### TASK OBJECTIVE
In the records below, pick out all lines containing the word "that".
==== GIVEN INFORMATION
//! The per-leaf record: a `ClientLeaf_t` translation. Leaf membership itself
//! (renderables-in-leaf, shadows-in-leaf) lives in the orchestrator's
//! `BidirectionalSet`s, keyed directly by leaf index; this struct only
//! carries what doesn't fit that shape -- the detail-prop slice and the
//! leaf's small per-subsystem extension-point map.

use std::any::Any;

/// Number of opaque per-subsystem data slots a leaf can carry. The original
/// sizes this to the number of registered `IClientLeafSystem` consumers;
/// this crate has no consumer registry, so a small fixed count stands in.
pub const N_LEAF_SUBSYSTEMS: usize = 2;

/// The subsystem slot the detail-object system uses to flag a leaf as
/// populated even when its detail-prop count is currently zero.
pub const DETAIL_OBJECTS_SUBSYSTEM_SLOT: usize = 0;

#[derive(Default)]
pub struct DetailSlice {
    pub first: i32,
    pub count: i32,
    /// The detail-build frame this slice was populated for. The render-list
    /// builder only folds detail props in when this matches the current
    /// build frame.
    pub last_render_frame: u32,
}

pub struct LeafRecord {
    pub detail: DetailSlice,
    subsystem_data: [Option<Box<dyn Any + Send + Sync>>; N_LEAF_SUBSYSTEMS],
}

impl LeafRecord {
    pub fn new() -> Self {
        LeafRecord {
            detail: DetailSlice::default(),
            subsystem_data: Default::default(),
        }
    }

    pub fn set_subsystem_data<T: Any + Send + Sync>(&mut self, slot: usize, data: T) {
        self.subsystem_data[slot] = Some(Box::new(data));
    }

    pub fn clear_subsystem_data(&mut self, slot: usize) {
        self.subsystem_data[slot] = None;
    }

    pub fn subsystem_data<T: Any + Send + Sync>(&self, slot: usize) -> Option<&T> {
        self.subsystem_data[slot]
            .as_ref()
            .and_then(|data| data.downcast_ref::<T>())
    }

    pub fn has_subsystem_data(&self, slot: usize) -> bool {
        self.subsystem_data[slot].is_some()
    }

    /// `SetDetailObjectsInLeaf`: populates the slice. Does not by itself
    /// make the leaf eligible for folding into a render list -- that also
    /// needs a `draw_detail_objects` stamp for the current build frame.
    pub fn set_detail_objects(&mut self, first: i32, count: i32) {
        self.detail.first = first;
        self.detail.count = count;
    }

    /// `GetDetailObjectsInLeaf`.
    pub fn detail_objects(&self) -> (i32, i32) {
        (self.detail.first, self.detail.count)
    }

    /// `DrawDetailObjectsInLeaf`: stamps this leaf as considered for the
    /// given build frame and hands back its current slice.
    pub fn draw_detail_objects(&mut self, frame_number: u32) -> (i32, i32) {
        self.detail.last_render_frame = frame_number;
        self.detail_objects()
    }
}

impl Default for LeafRecord {
    fn default() -> Self {
        Self::new()
    }
}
========
### SOLUTION FOR THIS EXERCISE
//! carries what doesn't fit that shape -- the detail-prop slice and the
    /// make the leaf eligible for folding into a render list -- that also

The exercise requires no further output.